Seule une faible part des animaux utilisés pour les recherches scientifiques servent à des expériences invivo sur des corps vivants entiers. Bon nombre d'autres techniques standards biomédicales utilisées dans les recherches nécessitent l'utilisation d'animaux. Les anticorps sont un type de protéines sécrétées par des cellules dérivées des lymphocytes B du système immunitaire et lui donnent la capacité de reconnaître certains corps étrangers spécifiques. Les anticorps peuvent reconnaître de nombreux types de structures biochimiques et s’y lier, notamment les protéines, l'ADN, l'ARN, des molécules chimiques de petite taille, des sucres et des lipides. Depuis le début du XXe siècle, les anticorps sont utilisés pour diagnostiquer et traiter la maladie et pour apporter les bases d'un grand nombre de techniques expérimentales.

Production d'anticorps

Dans le cadre des recherches médicales, les anticorps ont de nombreuses applications. Produites par le système immunitaire, ces molécules correspondent à une cible spécifique dans l'organisme et servent souvent de marqueurs biochimiques ou de méthodes de ciblage des médicaments et permettent d’étudier des agents infectieux ou des allergies.
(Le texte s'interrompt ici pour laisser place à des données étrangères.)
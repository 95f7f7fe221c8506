pub mod escrow;
use std::sync::Arc;

use axum::{middleware, routing::{get, post}, Extension, Json, Router};
use serde_json::json;
use tower_http::trace::TraceLayer;

use crate::{
    handler::escrow::{admin_handler, escrow_handler, milestone_handler, payment_webhook},
    middleware::{admin_only, auth},
    AppState,
};

async fn health_check(Extension(app_state): Extension<Arc<AppState>>) -> Json<serde_json::Value> {
    Json(json!({
        "status": "ok",
        "message": "Server is running",
        "cache": app_state.db_client.cache_status()
    }))
}

pub fn create_router(app_state: Arc<AppState>) -> Router {
    let api_route = Router::new()
        .nest(
            "/milestones",
            milestone_handler()
                .layer(middleware::from_fn(auth))
        )
        .nest(
            "/escrows",
            escrow_handler()
                .layer(middleware::from_fn(auth))
        )
        .nest(
            "/admin",
            admin_handler()
                .layer(middleware::from_fn(admin_only))
                .layer(middleware::from_fn(auth))
        )
        .route("/webhooks/payment", post(payment_webhook))
        .layer(TraceLayer::new_for_http())
        .layer(Extension(app_state.clone()));

    Router::new()
        .route("/health", get(health_check))
        .nest("/api", api_route)
        .layer(Extension(app_state))
}

#[cfg(test)]
mod tests {
    use super::*;
    use axum::{
        body::Body,
        http::{header, Request, StatusCode},
    };
    use serde_json::Value;
    use sqlx::postgres::PgPoolOptions;
    use tower::ServiceExt;
    use uuid::Uuid;

    use crate::{
        config::Config,
        db::{escrowdb::EscrowExt, DBClient},
        models::{
            actormodel::{Actor, ActorRole},
            escrowmodel::EscrowStatus,
        },
        service::{
            auto_release::AutoReleaseScheduler,
            notification_service::NotificationService,
            payment_provider::sign_webhook,
            test_support::{harness, new_milestone, Harness},
        },
        utils::token::create_token,
    };

    const SECRET: &str = "router-test-secret";

    fn test_config() -> Config {
        Config {
            database_url: "postgres://localhost/milestone_escrow_test".to_string(),
            jwt_secret: SECRET.to_string(),
            port: 0,
            log_level: "debug".to_string(),
            redis_url: None,
            paystack_secret_key: "sk_test".to_string(),
            paystack_base_url: "http://localhost:9".to_string(),
            gateway_timeout_secs: 1,
            platform_fee_bps: 500,
            auto_release_grace_hours: 168,
            auto_release_interval_secs: 3600,
            auto_release_batch_size: 100,
            outbox_interval_secs: 30,
            outbox_batch_size: 50,
            outbox_max_attempts: 10,
            push_broker_url: None,
        }
    }

    fn app(h: &Harness) -> Router {
        let config = test_config();
        // Never connected: the escrow service runs on the in-memory store.
        let pool = PgPoolOptions::new().connect_lazy(&config.database_url).unwrap();
        let store: Arc<dyn EscrowExt> = h.store.clone();

        let state = AppState {
            db_client: Arc::new(DBClient::new(pool)),
            escrow_service: h.service.clone(),
            auto_release: Arc::new(AutoReleaseScheduler::new(
                h.service.clone(),
                store,
                config.auto_release_grace(),
                config.auto_release_batch_size,
            )),
            notification_service: Arc::new(NotificationService::new(&config)),
            env: config,
        };
        create_router(Arc::new(state))
    }

    fn bearer(user_id: Uuid, role: ActorRole) -> String {
        format!("Bearer {}", create_token(&user_id.to_string(), role, SECRET.as_bytes(), 3600).unwrap())
    }

    async fn call(app: &Router, method: &str, uri: &str, auth: Option<&str>, body: Option<Value>) -> (StatusCode, Value) {
        let mut request = Request::builder().method(method).uri(uri);
        if let Some(auth) = auth {
            request = request.header(header::AUTHORIZATION, auth);
        }
        let request = match body {
            Some(body) => request
                .header(header::CONTENT_TYPE, "application/json")
                .body(Body::from(body.to_string()))
                .unwrap(),
            None => request.body(Body::empty()).unwrap(),
        };

        let response = app.clone().oneshot(request).await.unwrap();
        let status = response.status();
        let bytes = axum::body::to_bytes(response.into_body(), usize::MAX).await.unwrap();
        let json = serde_json::from_slice(&bytes).unwrap_or(Value::Null);
        (status, json)
    }

    async fn post_webhook(app: &Router, payload: &Value, signature: Option<String>) -> StatusCode {
        let mut request = Request::builder()
            .method("POST")
            .uri("/api/webhooks/payment")
            .header(header::CONTENT_TYPE, "application/json");
        if let Some(signature) = signature {
            request = request.header("x-paystack-signature", signature);
        }
        let request = request.body(Body::from(payload.to_string())).unwrap();
        app.clone().oneshot(request).await.unwrap().status()
    }

    fn charge_success(reference: &str) -> Value {
        serde_json::json!({
            "event": "charge.success",
            "data": { "reference": reference, "status": "success" }
        })
    }

    #[tokio::test]
    async fn health_is_public() {
        let h = harness();
        let (status, body) = call(&app(&h), "GET", "/health", None, None).await;
        assert_eq!(status, StatusCode::OK);
        assert_eq!(body["cache"], "disabled");
    }

    #[tokio::test]
    async fn escrow_routes_require_a_token() {
        let h = harness();
        let uri = format!("/api/escrows/{}", Uuid::new_v4());
        let (status, body) = call(&app(&h), "GET", &uri, None, None).await;
        assert_eq!(status, StatusCode::UNAUTHORIZED);
        assert_eq!(body["status"], "fail");
    }

    #[tokio::test]
    async fn milestone_paid_through_the_api() {
        let h = harness();
        let app = app(&h);
        let (client_id, freelancer_id) = (Uuid::new_v4(), Uuid::new_v4());
        let client = bearer(client_id, ActorRole::Client);
        let freelancer = bearer(freelancer_id, ActorRole::Freelancer);

        let (status, body) = call(
            &app,
            "POST",
            "/api/milestones",
            Some(&freelancer),
            Some(serde_json::json!({
                "workspace_id": Uuid::new_v4(),
                "client_id": client_id,
                "title": "API integration",
                "description": "Wire the checkout to the payments API",
                "amount": "2000",
                "currency": "NGN",
                "due_date": "2030-01-01T00:00:00Z",
                "submit_for_approval": true
            })),
        )
        .await;
        assert_eq!(status, StatusCode::OK);
        assert_eq!(body["data"]["status"], "pending");
        let milestone_id = body["data"]["id"].as_str().unwrap().to_string();
        let base = format!("/api/milestones/{}", milestone_id);

        let (status, _) = call(&app, "PUT", &format!("{}/approve-plan", base), Some(&client), None).await;
        assert_eq!(status, StatusCode::OK);

        let (status, body) = call(&app, "POST", &format!("{}/escrow/order", base), Some(&client), None).await;
        assert_eq!(status, StatusCode::OK);
        assert_eq!(body["data"]["escrow"]["status"], "pending");
        let order_id = body["data"]["order"]["order_id"].as_str().unwrap().to_string();
        let escrow_id = body["data"]["escrow"]["id"].as_str().unwrap().to_string();

        let payload = charge_success(&order_id);
        let signature = sign_webhook(payload.to_string().as_bytes(), "sk_test").unwrap();
        let status = post_webhook(&app, &payload, Some(signature)).await;
        assert_eq!(status, StatusCode::OK);

        let escrow_uri = format!("/api/escrows/{}", escrow_id);
        let (status, body) = call(&app, "GET", &escrow_uri, Some(&client), None).await;
        assert_eq!(status, StatusCode::OK);
        assert_eq!(body["data"]["status"], "active");

        let (status, _) = call(&app, "PUT", &format!("{}/start", base), Some(&freelancer), None).await;
        assert_eq!(status, StatusCode::OK);

        let (status, body) = call(
            &app,
            "POST",
            &format!("{}/deliverable", base),
            Some(&freelancer),
            Some(serde_json::json!({ "notes": "Integration live on staging", "attachments": ["https://files/pr-42"] })),
        )
        .await;
        assert_eq!(status, StatusCode::OK);
        assert_eq!(body["data"]["status"], "review");

        let (status, _) = call(
            &app,
            "PUT",
            &format!("{}/review", base),
            Some(&client),
            Some(serde_json::json!({ "approve": true })),
        )
        .await;
        assert_eq!(status, StatusCode::OK);

        let release = format!("/api/escrows/{}/release", escrow_id);
        let (status, _) = call(&app, "POST", &release, Some(&freelancer), None).await;
        assert_eq!(status, StatusCode::FORBIDDEN);

        let (status, body) = call(&app, "POST", &release, Some(&client), None).await;
        assert_eq!(status, StatusCode::OK);
        assert_eq!(body["data"]["status"], "released");

        let (status, _) = call(&app, "POST", &release, Some(&client), None).await;
        assert_eq!(status, StatusCode::CONFLICT);
        assert_eq!(h.gateway.transfer_count(), 1);

        let (status, body) = call(&app, "GET", &base, Some(&freelancer), None).await;
        assert_eq!(status, StatusCode::OK);
        assert_eq!(body["data"]["milestone"]["status"], "paid");

        let stranger = bearer(Uuid::new_v4(), ActorRole::Client);
        let (status, _) = call(&app, "GET", &base, Some(&stranger), None).await;
        assert_eq!(status, StatusCode::FORBIDDEN);
    }

    #[tokio::test]
    async fn webhook_requires_gateway_signature() {
        let h = harness();
        let app = app(&h);
        let (client_id, freelancer_id) = (Uuid::new_v4(), Uuid::new_v4());
        let milestone = h
            .service
            .create_milestone(&Actor::Freelancer(freelancer_id), new_milestone(client_id))
            .await
            .unwrap();
        let client = Actor::Client(client_id);
        h.service.approve_milestone_plan(&client, milestone.id).await.unwrap();
        let funding = h.service.initiate_funding(&client, milestone.id, None).await.unwrap();
        let payload = charge_success(&funding.order.order_id);

        assert_eq!(post_webhook(&app, &payload, None).await, StatusCode::BAD_REQUEST);
        let forged = sign_webhook(payload.to_string().as_bytes(), "sk_live").unwrap();
        assert_eq!(post_webhook(&app, &payload, Some(forged)).await, StatusCode::UNAUTHORIZED);
        assert_eq!(
            h.service.get_escrow(funding.escrow.id).await.unwrap().status,
            EscrowStatus::Pending
        );

        let transfer_event = serde_json::json!({ "event": "transfer.success", "data": {} });
        let signature = sign_webhook(transfer_event.to_string().as_bytes(), "sk_test").unwrap();
        assert_eq!(post_webhook(&app, &transfer_event, Some(signature)).await, StatusCode::OK);
    }

    #[tokio::test]
    async fn empty_dispute_reason_is_a_bad_request() {
        let h = harness();
        let uri = format!("/api/escrows/{}/dispute", Uuid::new_v4());
        let client = bearer(Uuid::new_v4(), ActorRole::Client);

        let (status, _) = call(&app(&h), "POST", &uri, Some(&client), Some(serde_json::json!({ "reason": "" }))).await;
        assert_eq!(status, StatusCode::BAD_REQUEST);
    }

    #[tokio::test]
    async fn sweep_endpoint_is_admin_only() {
        let h = harness();
        let app = app(&h);

        let client = bearer(Uuid::new_v4(), ActorRole::Client);
        let (status, _) = call(&app, "POST", "/api/admin/auto-release/run", Some(&client), None).await;
        assert_eq!(status, StatusCode::FORBIDDEN);

        let admin = bearer(Uuid::new_v4(), ActorRole::Admin);
        let (status, body) = call(&app, "POST", "/api/admin/auto-release/run", Some(&admin), None).await;
        assert_eq!(status, StatusCode::OK);
        assert_eq!(body["data"]["released_count"], 0);
    }
}
// db/memory.rs
//! In-process `EscrowExt` used by the service tests. Mirrors the Postgres
//! semantics: one lock per write, CAS on (status, version), events appended
//! in the same critical section as the rows they describe.
use std::{collections::HashMap, sync::Mutex};

use async_trait::async_trait;
use chrono::{DateTime, Duration, Utc};
use sqlx::{types::Json, Error};
use uuid::Uuid;

use super::escrowdb::{EscrowExt, TransitionWrite};
use crate::models::{
    escrowmodel::{Escrow, EscrowEvent, EscrowStatus, OutboxEntry},
    milestonemodel::{Milestone, MilestoneStatus},
};

#[derive(Default)]
struct MemoryState {
    milestones: HashMap<Uuid, Milestone>,
    escrows: HashMap<Uuid, Escrow>,
    outbox: Vec<OutboxEntry>,
    // Stand-in for the Redis read cache, keyed by milestone id.
    cached: HashMap<Uuid, Escrow>,
}

impl MemoryState {
    fn append(&mut self, events: &[EscrowEvent]) {
        for event in events {
            self.outbox.push(OutboxEntry {
                id: Uuid::new_v4(),
                milestone_id: event.milestone_id(),
                event: Json(event.clone()),
                attempts: 0,
                created_at: Utc::now(),
                delivered_at: None,
            });
        }
    }

    fn cached_escrow(&self, milestone_id: Uuid) -> Option<Escrow> {
        self.cached
            .get(&milestone_id)
            .cloned()
            .or_else(|| self.escrows.values().find(|e| e.milestone_id == milestone_id).cloned())
    }

    fn milestone_matches(&self, before: &Milestone) -> bool {
        self.milestones
            .get(&before.id)
            .map(|stored| stored.status == before.status && stored.version == before.version)
            .unwrap_or(false)
    }

    fn escrow_matches(&self, before: &Escrow) -> bool {
        self.escrows
            .get(&before.id)
            .map(|stored| stored.status == before.status && stored.version == before.version)
            .unwrap_or(false)
    }
}

#[derive(Default)]
pub struct MemoryStore {
    state: Mutex<MemoryState>,
}

impl MemoryStore {
    fn state(&self) -> std::sync::MutexGuard<'_, MemoryState> {
        self.state.lock().unwrap_or_else(|poisoned| poisoned.into_inner())
    }

    /// Every event ever appended, delivered or not.
    pub fn events(&self) -> Vec<EscrowEvent> {
        self.state().outbox.iter().map(|entry| entry.event.0.clone()).collect()
    }

    pub fn outbox(&self) -> Vec<OutboxEntry> {
        self.state().outbox.clone()
    }

    /// Overwrite an escrow row, bypassing CAS. Test setup only.
    pub fn put_escrow(&self, escrow: Escrow) {
        self.state().escrows.insert(escrow.id, escrow);
    }

    pub fn put_milestone(&self, milestone: Milestone) {
        self.state().milestones.insert(milestone.id, milestone);
    }

    /// Make cached reads serve `escrow` until the next write to its
    /// milestone, the way a late cache fill would.
    pub fn cache_escrow(&self, escrow: Escrow) {
        self.state().cached.insert(escrow.milestone_id, escrow);
    }
}

#[async_trait]
impl EscrowExt for MemoryStore {
    async fn insert_milestone(&self, milestone: &Milestone, events: &[EscrowEvent]) -> Result<(), Error> {
        let mut state = self.state();
        state.milestones.insert(milestone.id, milestone.clone());
        state.append(events);
        Ok(())
    }

    async fn get_milestone(&self, milestone_id: Uuid) -> Result<Option<Milestone>, Error> {
        Ok(self.state().milestones.get(&milestone_id).cloned())
    }

    async fn commit_milestone(
        &self,
        before: &Milestone,
        milestone: &Milestone,
        events: &[EscrowEvent],
    ) -> Result<bool, Error> {
        let mut state = self.state();
        if !state.milestone_matches(before) {
            return Ok(false);
        }
        state.milestones.insert(milestone.id, milestone.clone());
        state.cached.remove(&milestone.id);
        state.append(events);
        Ok(true)
    }

    async fn insert_escrow(&self, escrow: &Escrow, events: &[EscrowEvent]) -> Result<bool, Error> {
        let mut state = self.state();
        if state.escrows.values().any(|e| e.milestone_id == escrow.milestone_id) {
            return Ok(false);
        }
        state.escrows.insert(escrow.id, escrow.clone());
        state.append(events);
        Ok(true)
    }

    async fn get_escrow(&self, escrow_id: Uuid) -> Result<Option<Escrow>, Error> {
        let state = self.state();
        Ok(state
            .escrows
            .get(&escrow_id)
            .and_then(|escrow| state.cached_escrow(escrow.milestone_id)))
    }

    async fn get_escrow_by_milestone(&self, milestone_id: Uuid) -> Result<Option<Escrow>, Error> {
        Ok(self.state().cached_escrow(milestone_id))
    }

    async fn load_pair(&self, milestone_id: Uuid) -> Result<(Option<Milestone>, Option<Escrow>), Error> {
        let state = self.state();
        let milestone = state.milestones.get(&milestone_id).cloned();
        let escrow = state.escrows.values().find(|e| e.milestone_id == milestone_id).cloned();
        Ok((milestone, escrow))
    }

    async fn get_escrow_by_order(&self, order_id: &str) -> Result<Option<Escrow>, Error> {
        Ok(self
            .state()
            .escrows
            .values()
            .find(|e| e.order_id.as_deref() == Some(order_id))
            .cloned())
    }

    async fn commit_transition(&self, write: &TransitionWrite<'_>) -> Result<bool, Error> {
        let mut state = self.state();
        if !state.escrow_matches(write.before_escrow) || !state.milestone_matches(write.before_milestone) {
            return Ok(false);
        }
        state.escrows.insert(write.escrow.id, write.escrow.clone());
        state.milestones.insert(write.milestone.id, write.milestone.clone());
        state.cached.remove(&write.milestone.id);
        state.append(write.events);
        Ok(true)
    }

    async fn find_auto_release_candidates(
        &self,
        now: DateTime<Utc>,
        grace: Duration,
        limit: i64,
    ) -> Result<Vec<Escrow>, Error> {
        let state = self.state();
        let mut due: Vec<Escrow> = state
            .escrows
            .values()
            .filter(|escrow| {
                state
                    .milestones
                    .get(&escrow.milestone_id)
                    .map(|milestone| escrow.auto_release_due(milestone, grace, now))
                    .unwrap_or(false)
            })
            .cloned()
            .collect();
        due.sort_by_key(|escrow| escrow.activated_at);
        due.truncate(limit.max(0) as usize);
        Ok(due)
    }

    async fn find_overdue_milestones(&self, now: DateTime<Utc>, limit: i64) -> Result<Vec<Milestone>, Error> {
        let state = self.state();
        let mut overdue: Vec<Milestone> = state
            .milestones
            .values()
            .filter(|milestone| {
                matches!(milestone.status, MilestoneStatus::Approved | MilestoneStatus::InProgress)
                    && milestone.payment_due(now)
                    && state
                        .escrows
                        .values()
                        .find(|e| e.milestone_id == milestone.id)
                        .map(|e| e.status == EscrowStatus::Pending)
                        .unwrap_or(true)
            })
            .cloned()
            .collect();
        overdue.sort_by_key(|milestone| milestone.payment_due_date);
        overdue.truncate(limit.max(0) as usize);
        Ok(overdue)
    }

    async fn pending_outbox(&self, limit: i64, max_attempts: i32) -> Result<Vec<OutboxEntry>, Error> {
        Ok(self
            .state()
            .outbox
            .iter()
            .filter(|entry| entry.delivered_at.is_none() && entry.attempts < max_attempts)
            .take(limit.max(0) as usize)
            .cloned()
            .collect())
    }

    async fn mark_outbox_delivered(&self, entry_id: Uuid) -> Result<(), Error> {
        if let Some(entry) = self.state().outbox.iter_mut().find(|e| e.id == entry_id) {
            entry.delivered_at = Some(Utc::now());
        }
        Ok(())
    }

    async fn record_outbox_failure(&self, entry_id: Uuid) -> Result<(), Error> {
        if let Some(entry) = self.state().outbox.iter_mut().find(|e| e.id == entry_id) {
            entry.attempts += 1;
        }
        Ok(())
    }
}

#[cfg(test)]
mod tests {
    use super::*;
    use crate::service::test_support::{escrow, milestone};

    #[tokio::test]
    async fn commit_transition_rejects_stale_version() {
        let store = MemoryStore::default();
        let m = milestone(MilestoneStatus::InProgress);
        let e = escrow(&m, EscrowStatus::Active);
        store.put_milestone(m.clone());
        store.put_escrow(e.clone());

        let mut next_e = e.clone();
        next_e.status = EscrowStatus::Disputed;
        next_e.version += 1;
        let mut next_m = m.clone();
        next_m.version += 1;

        let write = TransitionWrite {
            before_milestone: &m,
            before_escrow: &e,
            milestone: &next_m,
            escrow: &next_e,
            events: &[],
        };
        assert!(store.commit_transition(&write).await.unwrap());
        // Same expectation a second time: the row has moved on.
        assert!(!store.commit_transition(&write).await.unwrap());

        let stored = store.get_escrow(e.id).await.unwrap().unwrap();
        assert_eq!(stored.status, EscrowStatus::Disputed);
        assert_eq!(stored.version, 1);
    }

    #[tokio::test]
    async fn failed_cas_leaves_both_rows_untouched() {
        let store = MemoryStore::default();
        let m = milestone(MilestoneStatus::Approved);
        let e = escrow(&m, EscrowStatus::Active);
        store.put_milestone(m.clone());
        store.put_escrow(e.clone());

        let mut stale_m = m.clone();
        stale_m.version = 7;
        let mut next_m = m.clone();
        next_m.status = MilestoneStatus::Paid;
        let mut next_e = e.clone();
        next_e.status = EscrowStatus::Released;

        let write = TransitionWrite {
            before_milestone: &stale_m,
            before_escrow: &e,
            milestone: &next_m,
            escrow: &next_e,
            events: &[],
        };
        assert!(!store.commit_transition(&write).await.unwrap());
        assert_eq!(store.get_escrow(e.id).await.unwrap().unwrap().status, EscrowStatus::Active);
        assert_eq!(store.get_milestone(m.id).await.unwrap().unwrap().status, MilestoneStatus::Approved);
    }

    #[tokio::test]
    async fn one_escrow_per_milestone() {
        let store = MemoryStore::default();
        let m = milestone(MilestoneStatus::Approved);
        assert!(store.insert_escrow(&escrow(&m, EscrowStatus::Pending), &[]).await.unwrap());
        assert!(!store.insert_escrow(&escrow(&m, EscrowStatus::Pending), &[]).await.unwrap());
    }

    #[tokio::test]
    async fn load_pair_ignores_cached_rows() {
        let store = MemoryStore::default();
        let m = milestone(MilestoneStatus::InProgress);
        let e = escrow(&m, EscrowStatus::Active);
        store.put_milestone(m.clone());
        let mut released = e.clone();
        released.status = EscrowStatus::Released;
        store.put_escrow(released);
        store.cache_escrow(e.clone());

        let cached = store.get_escrow_by_milestone(m.id).await.unwrap().unwrap();
        assert_eq!(cached.status, EscrowStatus::Active);
        let (_, fresh) = store.load_pair(m.id).await.unwrap();
        assert_eq!(fresh.unwrap().status, EscrowStatus::Released);
    }

    #[tokio::test]
    async fn exhausted_outbox_rows_are_skipped() {
        let store = MemoryStore::default();
        let m = milestone(MilestoneStatus::Approved);
        let created = EscrowEvent::MilestoneCreated {
            milestone_id: m.id,
            client_id: m.client_id,
            freelancer_id: m.freelancer_id,
            status: m.status,
        };
        let events = [created.clone(), created];
        store.insert_milestone(&m, &events).await.unwrap();
        let first = store.outbox()[0].id;
        for _ in 0..3 {
            store.record_outbox_failure(first).await.unwrap();
        }

        let pending = store.pending_outbox(10, 3).await.unwrap();
        assert_eq!(pending.len(), 1);
        assert_ne!(pending[0].id, first);
        assert_eq!(store.outbox()[0].attempts, 3);
    }
}
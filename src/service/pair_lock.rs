use std::{collections::HashMap, sync::Arc};

use tokio::sync::{Mutex, OwnedMutexGuard};
use uuid::Uuid;

/// Per-milestone async mutex. A milestone and its escrow are 1:1, so the
/// milestone id keys the pair. Transitions on different pairs never wait
/// on each other; the store's CAS still guards against other processes.
#[derive(Debug, Clone, Default)]
pub struct PairLocks {
    locks: Arc<Mutex<HashMap<Uuid, Arc<Mutex<()>>>>>,
}

impl PairLocks {
    pub async fn acquire(&self, milestone_id: Uuid) -> OwnedMutexGuard<()> {
        let lock = {
            let mut locks = self.locks.lock().await;
            // Drop entries nobody holds or waits on.
            locks.retain(|_, lock| Arc::strong_count(lock) > 1);
            locks
                .entry(milestone_id)
                .or_insert_with(|| Arc::new(Mutex::new(())))
                .clone()
        };

        lock.lock_owned().await
    }

    #[cfg(test)]
    pub async fn tracked(&self) -> usize {
        self.locks.lock().await.len()
    }
}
L'ensemble des recherches sur les vaccins s'appuie sur l'utilisation des anticorps. Ils sont fréquemment utilisés lors de travaux invitro ou de culture. Les anticorps sont un outil précieux pour identifier et localiser une structure spécifique dans le sang. Ils sont également utilisés comme antivenimeux pour soigner les dangereuses morsures de serpent, d'araignée ou les piqûres de méduse.
Les anticorps ne peuvent pas être fabriqués par des moyens artificiels et doivent être sécrétés par un système immunitaire mammifère intact. De nombreux animaux peuvent permettre de produire un anticorps, notamment les moutons, les chèvres, les chiens et les chevaux.

Lors des travaux expérimentaux en laboratoire, le lapin néo-zélandais est souvent utilisé, car c'est un animal assez grand facile à élever et à garder. Des animaux plus petits, comme les rats ou les souris, sont parfois utilisés, mais ne produisent qu'une quantité faible de sang. Des animaux plus grands, tels que les chevaux, sont  souvent utilisés pour produire un anticorps à des fins médicales lorsque d'importantes quantités sont nécessaires. Les directives relatives à la production d'anticorps diffèrent en fonction des régions et des institutions et sont fréquemment examinées par les comités d'éthique. Voici un bref aperçu d'une technique utilisée pour produire des anticorps polyclonaux qui sont purifiés à partir de sérum de mammifères.

Les lapins utilisés pour la production d'anticorps sont généralement des animaux adultes de plus de 12semaines et ne sont pas gardés en laboratoire plus de 6mois.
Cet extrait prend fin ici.